Employers’ legal duty to accommodate employees seems to most frequently come up in the context of employees with disabilities. But that duty extends to any characteristics that human rights legislation protects, including gender identity, gender expression and sexual orientation, sex, family status … and religion. As the ethnic diversity of Canada’s population grows, so too does the religious diversity of its workforce – and the calendar of religious holidays has expanded correspondingly. Employers risk violating human rights legislation when they make generalized assumptions about what days of the week or of the year religious beliefs restrict employees from working, or impose unrealistic alternatives or conditions on employees.
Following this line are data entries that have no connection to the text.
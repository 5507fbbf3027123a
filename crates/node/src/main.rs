mod sim;

use anyhow::Result;
use rumqttc::{AsyncClient, Event, MqttOptions, Packet, QoS};
use serde_json::{Map, Value};
use std::{env, time::Duration};
use tokio::time::sleep;
use tracing::{debug, info, warn};
use tracing_subscriber::EnvFilter;

use sim::{FieldSim, Sample, Scenario};

const TOPIC_PREFIX: &str = "esp32/sensor";

/// `(payload key / topic suffix, value)` pairs for one tick, in the order the
/// board publishes them.
fn readings(s: &Sample) -> [(&'static str, Value); 4] {
    [
        ("temperature", Value::from(s.temperature)),
        ("humidity", Value::from(s.humidity)),
        ("soilMoisture", Value::from(s.soil_moisture)),
        ("waterLevel", Value::from(s.water_level)),
    ]
}

/// Single-key JSON object, e.g. `{"soilMoisture":2710}`.
fn payload(key: &str, value: Value) -> Result<Vec<u8>> {
    let mut obj = Map::new();
    obj.insert(key.to_string(), value);
    Ok(serde_json::to_vec(&Value::Object(obj))?)
}

fn topic(key: &str) -> String {
    format!("{TOPIC_PREFIX}/{key}")
}

#[tokio::main(flavor = "current_thread")]
async fn main() -> Result<()> {
    tracing_subscriber::fmt()
        .with_env_filter(EnvFilter::try_from_default_env().unwrap_or_else(|_| EnvFilter::new("info")))
        .init();

    let broker = env::var("MQTT_HOST").unwrap_or_else(|_| "127.0.0.1".to_string());
    let port: u16 = env::var("MQTT_PORT")
        .ok()
        .and_then(|s| s.parse().ok())
        .unwrap_or(1883);
    let node_id = env::var("NODE_ID").unwrap_or_else(|_| "esp32".to_string());
    let sample_every_s: u64 = env::var("SAMPLE_EVERY_S")
        .ok()
        .and_then(|s| s.parse().ok())
        .unwrap_or(5);
    let scenario = Scenario::from_str_lossy(&env::var("SIM_SCENARIO").unwrap_or_default());

    let mut mqttoptions = MqttOptions::new(format!("irrigation-node-{node_id}"), broker, port);
    mqttoptions.set_keep_alive(Duration::from_secs(30));

    let (client, mut eventloop) = AsyncClient::new(mqttoptions, 10);

    // Publish-only, but the event loop still has to be driven.
    tokio::spawn(async move {
        loop {
            match eventloop.poll().await {
                Ok(Event::Incoming(Packet::ConnAck(_))) => info!("node connected to mqtt"),
                Ok(_) => {}
                Err(e) => {
                    warn!("mqtt error: {e}. retrying...");
                    sleep(Duration::from_secs(2)).await;
                }
            }
        }
    });

    info!(%node_id, %scenario, every_s = sample_every_s, "publishing to {TOPIC_PREFIX}/#");
    let mut sim = FieldSim::new(scenario);

    loop {
        let sample = sim.sample();
        for (key, value) in readings(&sample) {
            // The board skips failed DHT reads rather than sending NaN.
            if value.is_null() {
                warn!(key, "sensor read failed, skipping");
                continue;
            }
            let body = payload(key, value)?;
            if let Err(e) = client.publish(topic(key), QoS::AtLeastOnce, false, body).await {
                warn!(key, "publish error: {e}");
            }
        }
        debug!(?sample, "published");

        sleep(Duration::from_secs(sample_every_s)).await;
    }
}

// ===========================================================================
// Tests
// ===========================================================================
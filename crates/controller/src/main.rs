mod actuator;
mod button;
mod camera;
mod config;
mod convert;
mod indicator;
mod mqtt;
mod relay;
mod router;
mod sink;
mod telemetry;

use anyhow::{Context, Result};
use rumqttc::{AsyncClient, ConnectionError, Event, MqttOptions, Packet, QoS};
use std::{env, future::Future, pin::Pin, time::Duration};
use tokio::signal::unix::{signal, Signal, SignalKind};
use tokio::sync::mpsc;
use tokio::time::sleep;
use tracing::{error, info, warn};
use tracing_subscriber::EnvFilter;

use actuator::Actuator;
use button::ManualButton;
use indicator::StatusLed;
use relay::RelayPin;
use router::ControllerContext;
use telemetry::{SnapshotWorker, TelemetryPublisher};

const RECONNECT_BACKOFF: Duration = Duration::from_secs(2);

/// Wall-clock milliseconds since the Unix epoch.
pub(crate) fn now_ms() -> i64 {
    (time::OffsetDateTime::now_utc().unix_timestamp_nanos() / 1_000_000) as i64
}

/// Resolves with the name of the first termination signal received.
async fn shutdown_signal(mut sigterm: Signal) -> &'static str {
    tokio::select! {
        _ = tokio::signal::ctrl_c() => "SIGINT",
        _ = sigterm.recv() => "SIGTERM",
    }
}

/// Drive `work` unless `stop` resolves first.  `stop` is polled first, so a
/// pending shutdown always wins.
async fn until<S, W>(stop: Pin<&mut S>, work: W) -> Result<W::Output, S::Output>
where
    S: Future,
    W: Future,
{
    tokio::select! {
        biased;
        out = stop => Err(out),
        out = work => Ok(out),
    }
}

async fn handle_event(
    event: Result<Event, ConnectionError>,
    ctx: &mut ControllerContext,
    client: &AsyncClient,
    topic: &str,
    qos: QoS,
) {
    match event {
        Ok(Event::Incoming(Packet::Publish(p))) => {
            ctx.handle_message(&p.topic, &p.payload).await;
        }
        Ok(Event::Incoming(Packet::ConnAck(_))) => {
            // Re-subscribe on every (re)connect.
            match client.subscribe(topic, qos).await {
                Ok(()) => info!(topic, "mqtt connected, subscribed"),
                Err(e) => error!(topic, "mqtt subscribe failed: {e}"),
            }
        }
        Ok(Event::Incoming(Packet::Disconnect)) => {
            warn!("mqtt disconnected");
        }
        Ok(_) => {}
        Err(e) => {
            warn!("mqtt error: {e}. reconnecting...");
            sleep(RECONNECT_BACKOFF).await;
        }
    }
}

#[tokio::main]
async fn main() -> Result<()> {
    tracing_subscriber::fmt()
        .with_env_filter(EnvFilter::try_from_default_env().unwrap_or_else(|_| EnvFilter::new("info")))
        .init();

    // ── Config ──────────────────────────────────────────────────────
    let config_path = env::var("CONFIG_PATH").unwrap_or_else(|_| "config.toml".to_string());
    let mut cfg = config::load_or_default(&config_path)?;
    if let Ok(host) = env::var("MQTT_HOST") {
        cfg.mqtt.host = host;
    }
    if let Some(port) = env::var("MQTT_PORT").ok().and_then(|s| s.parse().ok()) {
        cfg.mqtt.port = port;
    }

    // ── Drivers (any failure here is fatal) ─────────────────────────
    let relay = RelayPin::new(cfg.gpio.relay_pin, cfg.gpio.relay_active_low)
        .with_context(|| format!("failed to acquire relay on gpio {}", cfg.gpio.relay_pin))?;
    let led = StatusLed::new(&cfg.gpio).context("failed to acquire status led")?;

    let (manual_tx, mut manual_rx) = mpsc::channel(8);
    let button = ManualButton::new(
        cfg.gpio.button_pin,
        Duration::from_millis(cfg.gpio.button_debounce_ms),
        manual_tx,
    )
    .with_context(|| format!("failed to acquire button on gpio {}", cfg.gpio.button_pin))?;

    let actuator = Actuator::new(Box::new(relay), Box::new(led), cfg.control.burst_duration());

    // ── Telemetry ───────────────────────────────────────────────────
    let sink = sink::from_config(&cfg.sink)?;
    let camera = camera::from_config(&cfg.camera);
    let (snapshots, _worker) = SnapshotWorker::spawn(sink.clone(), camera, cfg.camera.queue_depth);
    let publisher = TelemetryPublisher::new(sink, cfg.control.cooldown_interval(), snapshots);

    let mut ctx = ControllerContext::new(&cfg, actuator, publisher);

    // ── MQTT ────────────────────────────────────────────────────────
    let mut mqttoptions = MqttOptions::new(&cfg.mqtt.client_id, &cfg.mqtt.host, cfg.mqtt.port);
    mqttoptions.set_keep_alive(Duration::from_secs(30));
    let (client, mut eventloop) = AsyncClient::new(mqttoptions, 20);
    let qos = mqtt::qos_from_level(cfg.mqtt.qos);

    let sigterm = signal(SignalKind::terminate()).context("failed to install SIGTERM handler")?;
    let shutdown = shutdown_signal(sigterm);
    tokio::pin!(shutdown);

    info!(
        broker = %cfg.mqtt.host,
        port = cfg.mqtt.port,
        topic = %cfg.mqtt.topic,
        threshold = cfg.control.soil_on_threshold,
        "controller started"
    );

    loop {
        tokio::select! {
            biased;
            sig = &mut shutdown => {
                info!("{sig} received");
                break;
            }
            event = eventloop.poll() => {
                let work = handle_event(event, &mut ctx, &client, &cfg.mqtt.topic, qos);
                if let Err(sig) = until(shutdown.as_mut(), work).await {
                    info!("{sig} received");
                    break;
                }
            }
            Some(_press) = manual_rx.recv() => {
                ctx.handle_manual_trigger();
            }
        }
    }

    // ── Shutdown ────────────────────────────────────────────────────
    if ctx.actuator().is_energized() {
        info!("cutting running burst short");
    }
    ctx.actuator().shutdown();
    drop(button);
    info!("controller stopped");
    Ok(())
}

// ===========================================================================
// Tests
// ===========================================================================
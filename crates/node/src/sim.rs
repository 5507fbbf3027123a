//! Field-node sensor simulator for bench testing the controller.
//!
//! Produces the four channels the ESP32 board reports: air temperature and
//! humidity (physical units) plus soil moisture and water level as raw
//! 12-bit ADC counts.  Each channel is a random walk with mean reversion and
//! drift, with per-reading noise and occasional spikes on the ADC channels.
//! A capacitive soil probe reads *higher* as the soil dries.

use std::fmt;

/// Full scale of the board's 12-bit ADC.
pub const ADC_MAX: f64 = 4095.0;

/// Approximate N(0,1) (Irwin-Hall: sum of 12 uniforms minus 6).
fn approx_std_normal() -> f64 {
    (0..12).map(|_| fastrand::f64()).sum::<f64>() - 6.0
}

fn gaussian(mean: f64, sigma: f64) -> f64 {
    mean + sigma * approx_std_normal()
}

// ---------------------------------------------------------------------------
// Scenario presets
// ---------------------------------------------------------------------------

/// Simulation profiles selectable via `SIM_SCENARIO`.
#[derive(Debug, Clone, Copy, PartialEq, Eq)]
pub enum Scenario {
    /// Soil dries steadily past the controller's trigger point.
    Drying,
    /// Everything hovers mid-range; the pump should never run.
    Stable,
    /// Heavy noise, frequent spikes, and dropped air-sensor reads.
    Flaky,
    /// Freshly watered bed, drying very slowly.
    Wet,
}

impl Scenario {
    pub fn from_str_lossy(s: &str) -> Self {
        match s.to_ascii_lowercase().as_str() {
            "stable" => Self::Stable,
            "flaky" => Self::Flaky,
            "wet" => Self::Wet,
            _ => Self::Drying,
        }
    }
}

impl fmt::Display for Scenario {
    fn fmt(&self, f: &mut fmt::Formatter<'_>) -> fmt::Result {
        f.write_str(match self {
            Self::Drying => "drying",
            Self::Stable => "stable",
            Self::Flaky => "flaky",
            Self::Wet => "wet",
        })
    }
}

// ---------------------------------------------------------------------------
// One channel
// ---------------------------------------------------------------------------

#[derive(Debug, Clone)]
struct Walk {
    value: f64,
    center: f64,
    drift: f64,
    sigma: f64,
    reversion: f64,
    lo: f64,
    hi: f64,
}

impl Walk {
    fn step(&mut self) -> f64 {
        let pull = self.reversion * (self.center - self.value);
        self.value = (self.value + self.drift + pull + gaussian(0.0, self.sigma)).clamp(self.lo, self.hi);
        self.value
    }
}

// ---------------------------------------------------------------------------
// Simulator
// ---------------------------------------------------------------------------

/// One tick of readings.  Air readings are `NaN` when the simulated sensor
/// read failed.
#[derive(Debug, Clone, Copy)]
pub struct Sample {
    pub temperature: f64,
    pub humidity: f64,
    pub soil_moisture: i64,
    pub water_level: i64,
}

pub struct FieldSim {
    temperature: Walk,
    humidity: Walk,
    soil: Walk,
    water: Walk,
    adc_noise: f64,
    spike_prob: f64,
    spike_sigma: f64,
    dropout_prob: f64,
}

impl FieldSim {
    pub fn new(scenario: Scenario) -> Self {
        // (soil start, soil center, soil drift, adc noise, spike prob, spike sigma, dropout prob)
        let (start, center, drift, adc_noise, spike_prob, spike_sigma, dropout_prob) = match scenario {
            Scenario::Drying => (2600.0, 3700.0, 12.0, 25.0, 0.03, 400.0, 0.0),
            Scenario::Stable => (1900.0, 1900.0, 0.0, 10.0, 0.005, 200.0, 0.0),
            Scenario::Flaky => (2200.0, 2400.0, 5.0, 120.0, 0.10, 800.0, 0.05),
            Scenario::Wet => (700.0, 900.0, 2.0, 15.0, 0.01, 250.0, 0.0),
        };

        Self {
            temperature: Walk {
                value: gaussian(24.0, 1.0),
                center: 24.0,
                drift: 0.0,
                sigma: 0.15,
                reversion: 0.05,
                lo: -10.0,
                hi: 50.0,
            },
            humidity: Walk {
                value: gaussian(60.0, 3.0),
                center: 60.0,
                drift: 0.0,
                sigma: 0.5,
                reversion: 0.05,
                lo: 0.0,
                hi: 100.0,
            },
            soil: Walk {
                value: start + gaussian(0.0, 50.0),
                center,
                drift,
                sigma: 30.0,
                reversion: 0.01,
                lo: 0.0,
                hi: ADC_MAX,
            },
            // Reservoir slowly draining.
            water: Walk {
                value: gaussian(3000.0, 100.0),
                center: 2500.0,
                drift: -1.0,
                sigma: 8.0,
                reversion: 0.005,
                lo: 0.0,
                hi: ADC_MAX,
            },
            adc_noise,
            spike_prob,
            spike_sigma,
            dropout_prob,
        }
    }

    fn adc_reading(&self, base: f64) -> i64 {
        let spike = if fastrand::f64() < self.spike_prob {
            gaussian(0.0, self.spike_sigma)
        } else {
            0.0
        };
        (base + gaussian(0.0, self.adc_noise) + spike)
            .round()
            .clamp(0.0, ADC_MAX) as i64
    }

    fn air_reading(&self, value: f64) -> f64 {
        if fastrand::f64() < self.dropout_prob {
            f64::NAN
        } else {
            (value * 10.0).round() / 10.0
        }
    }

    /// Advance every channel one tick.
    pub fn sample(&mut self) -> Sample {
        let temperature = self.temperature.step();
        let humidity = self.humidity.step();
        let soil = self.soil.step();
        let water = self.water.step();

        Sample {
            temperature: self.air_reading(temperature),
            humidity: self.air_reading(humidity),
            soil_moisture: self.adc_reading(soil),
            water_level: self.adc_reading(water),
        }
    }
}

// ===========================================================================
// Tests
// ===========================================================================
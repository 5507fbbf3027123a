//! Telemetry publication: per-channel log appends plus the cooldown-gated
//! controller snapshot.
//!
//! The main loop calls [`TelemetryPublisher::publish`] once per reading.  The
//! snapshot half never runs on the caller: when the gate opens a job is
//! queued for the [`SnapshotWorker`], which captures a frame and appends the
//! `controller` record on its own task.
//!
//! The job queue is bounded.  When it is full the NEW job is dropped (the
//! gate has already fired, so that interval simply gets no snapshot).

use std::sync::Arc;
use std::time::Duration;

use base64::engine::general_purpose::STANDARD;
use base64::Engine as _;
use serde::Serialize;
use serde_json::{json, Value};
use tokio::sync::mpsc;
use tokio::task::JoinHandle;
use tokio::time::Instant;
use tracing::{debug, warn};

use crate::actuator::RelaySnapshot;
use crate::camera::SnapshotProvider;
use crate::mqtt::Channel;
use crate::sink::{self, SinkError, TelemetrySink};

/// Log key of the controller snapshot records.
pub const CONTROLLER_KEY: &str = "controller";

// ---------------------------------------------------------------------------
// Readings and records
// ---------------------------------------------------------------------------

/// One inbound sensor message after parsing and conversion.
#[derive(Debug, Clone, PartialEq)]
pub struct SensorReading {
    pub channel: Channel,
    /// The payload value as received, or the raw payload text when it did
    /// not parse.
    pub raw: Value,
    /// Percent for recognized channels whose value converted.
    pub normalized: Option<f64>,
    pub timestamp: i64,
}

impl SensorReading {
    /// The value that gets logged: the percent when there is one, otherwise
    /// the raw value unchanged.
    pub fn value(&self) -> Value {
        match self.normalized {
            Some(pct) => json!(pct),
            None => self.raw.clone(),
        }
    }
}

/// Entry in a channel log.
#[derive(Debug, Serialize)]
pub struct SensorRecord {
    pub timestamp: i64,
    pub value: Value,
    #[serde(flatten)]
    pub relay: RelaySnapshot,
}

/// Entry in the `controller` log.
#[derive(Debug, Serialize)]
pub struct ControllerRecord {
    pub timestamp: i64,
    #[serde(flatten)]
    pub relay: RelaySnapshot,
    /// Base64 JPEG; empty when the capture failed.
    pub image_base64: String,
}

fn encode<T: Serialize>(key: &str, record: &T) -> Result<Value, SinkError> {
    serde_json::to_value(record).map_err(|source| SinkError::Encode {
        key: key.to_string(),
        source,
    })
}

// ---------------------------------------------------------------------------
// Cooldown gate
// ---------------------------------------------------------------------------

/// Opens at most once per `interval`.  The first call always opens.
#[derive(Debug)]
pub struct CooldownGate {
    interval: Duration,
    last_fire: Option<Instant>,
}

impl CooldownGate {
    pub fn new(interval: Duration) -> Self {
        Self {
            interval,
            last_fire: None,
        }
    }

    /// Open the gate if strictly more than `interval` has passed since it
    /// last opened.  The fire time is recorded here, not when the snapshot
    /// completes.
    pub fn try_fire(&mut self, now: Instant) -> bool {
        match self.last_fire {
            Some(prev) if now.saturating_duration_since(prev) <= self.interval => false,
            _ => {
                self.last_fire = Some(now);
                true
            }
        }
    }
}

// ---------------------------------------------------------------------------
// Snapshot queue + worker
// ---------------------------------------------------------------------------

/// Work item for the snapshot worker: the actuator state at dispatch time.
#[derive(Debug)]
pub struct SnapshotJob {
    pub relay: RelaySnapshot,
}

#[derive(Clone)]
pub struct SnapshotQueue {
    tx: mpsc::Sender<SnapshotJob>,
}

impl SnapshotQueue {
    pub fn new(depth: usize) -> (Self, mpsc::Receiver<SnapshotJob>) {
        let (tx, rx) = mpsc::channel(depth.max(1));
        (Self { tx }, rx)
    }

    /// Queue a job without waiting.  Returns `false` if it was dropped.
    pub fn submit(&self, job: SnapshotJob) -> bool {
        match self.tx.try_send(job) {
            Ok(()) => true,
            Err(mpsc::error::TrySendError::Full(_)) => {
                warn!("snapshot queue full — dropping new snapshot");
                false
            }
            Err(mpsc::error::TrySendError::Closed(_)) => {
                warn!("snapshot worker gone — dropping snapshot");
                false
            }
        }
    }
}

pub struct SnapshotWorker {
    sink: Arc<dyn TelemetrySink>,
    camera: Arc<dyn SnapshotProvider>,
}

impl SnapshotWorker {
    /// Start the worker task.  It runs until every [`SnapshotQueue`] clone is
    /// dropped and the queue has drained.
    pub fn spawn(
        sink: Arc<dyn TelemetrySink>,
        camera: Arc<dyn SnapshotProvider>,
        depth: usize,
    ) -> (SnapshotQueue, JoinHandle<()>) {
        let (queue, rx) = SnapshotQueue::new(depth);
        let worker = Self { sink, camera };
        let handle = tokio::spawn(worker.run(rx));
        (queue, handle)
    }

    async fn run(self, mut rx: mpsc::Receiver<SnapshotJob>) {
        while let Some(job) = rx.recv().await {
            if let Err(e) = self.handle(job).await {
                warn!(key = CONTROLLER_KEY, "controller record not written: {e}");
            }
        }
        debug!("snapshot worker stopped");
    }

    async fn handle(&self, job: SnapshotJob) -> Result<(), SinkError> {
        let image_base64 = match self.camera.capture_encoded().await {
            Ok(jpeg) => STANDARD.encode(jpeg),
            Err(e) => {
                warn!("snapshot capture failed: {e}");
                String::new()
            }
        };
        let record = ControllerRecord {
            timestamp: crate::now_ms(),
            relay: job.relay,
            image_base64,
        };
        let entry = encode(CONTROLLER_KEY, &record)?;
        let len = sink::append(self.sink.as_ref(), CONTROLLER_KEY, entry).await?;
        debug!(entries = len, "controller record appended");
        Ok(())
    }
}

// ---------------------------------------------------------------------------
// Publisher
// ---------------------------------------------------------------------------

pub struct TelemetryPublisher {
    sink: Arc<dyn TelemetrySink>,
    gate: CooldownGate,
    snapshots: SnapshotQueue,
}

impl TelemetryPublisher {
    pub fn new(sink: Arc<dyn TelemetrySink>, cooldown: Duration, snapshots: SnapshotQueue) -> Self {
        Self {
            sink,
            gate: CooldownGate::new(cooldown),
            snapshots,
        }
    }

    /// Append `reading` (stamped with `relay`) to its channel log, then run
    /// the cooldown gate.  The gate is checked even if the append failed.
    pub async fn publish(&mut self, reading: &SensorReading, relay: RelaySnapshot) -> Result<(), SinkError> {
        let key = reading.channel.name();
        let record = SensorRecord {
            timestamp: reading.timestamp,
            value: reading.value(),
            relay: relay.clone(),
        };

        let appended = match encode(key, &record) {
            Ok(entry) => sink::append(self.sink.as_ref(), key, entry).await.map(|len| {
                debug!(channel = %reading.channel, entries = len, "telemetry appended");
            }),
            Err(e) => Err(e),
        };

        if self.gate.try_fire(Instant::now()) {
            self.snapshots.submit(SnapshotJob { relay });
        }
        appended
    }
}

// ===========================================================================
// Tests
// ===========================================================================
That’s just what was at stake in a 2015 decision of the Ontario Human Rights Commission when one employer (ES Holdings Inc., operating as Country Herbs) failed to accommodate Himmelfahrt. The employer grows and imports vegetables and herbs in a rural locale. Two full-time employees, a brother and sister, both minors, packed the products; the employer agreed with their parents that they wouldn’t work past 10:00 p.m., given their age. The employer’s written policy stated there was no time off on Thursdays; this was due to the required delivery schedule and the perishable nature of the product. The siblings are German Mennonites who celebrate a religious holiday called Himmelfahrt; in this year, the holiday fell on a Thursday. One sibling was scheduled to work on Himmelfahrt; the other wasn’t. Together, they informed their employer in advance of Himmelfahrt that the scheduled sibling wouldn’t be able to work either on Himmelfahrt. The employer gave her the option of attending work on Himmelfahrt or at a special midnight shift added only when there was a German Mennonite holiday, to make up the hours missed or be fired. The scheduled sibling didn’t attend work on either and the employer fired both siblings. The siblings filed a complaint with the Ontario Human Rights Commission alleging discrimination in employment based on creed and association. The employer argued the siblings knew the policy and its consequences. Furthermore, Himmelfahrt fell on a Thursday, a particularly busy day. Eleven other employees had also asked for it off; it wouldn’t be possible to accommodate everyone and scheduling make-up shifts after Himmelfahrt would be unsustainable given the perishable products and time-sensitive nature of the work. But the human rights adjudicator agreed with the employees:

  • The attendance policy discriminated on the basis of creed, and the midnight option wasn’t reasonable The employer adopted the policy for a purpose rationally connected to the job performance and in an honest and good faith belief it was necessary to fulfill the work-related purpose – but didn’t prove the policy’s standard was reasonably necessary to accomplish that work-related purpose nor that the employer took reasonable steps to accommodate the scheduled sibling. There was no evidence the employer had any discussion with the employee or obtained information about her situation, that it considered how she could be accommodated or even that it gave serious thought to alternatives to accommodate her even though she informed the employer far in advance.
  • The alternative it proposed to the employee (working at midnight) was unreasonable in the circumstances (the employee’s age, the employer’s setting and the prior agreement with the employee’s parent limiting the hours of work), so imposing the attendance policy on her wasn’t justified.
  • Regardless, the employer didn’t adduce any evidence of undue hardship.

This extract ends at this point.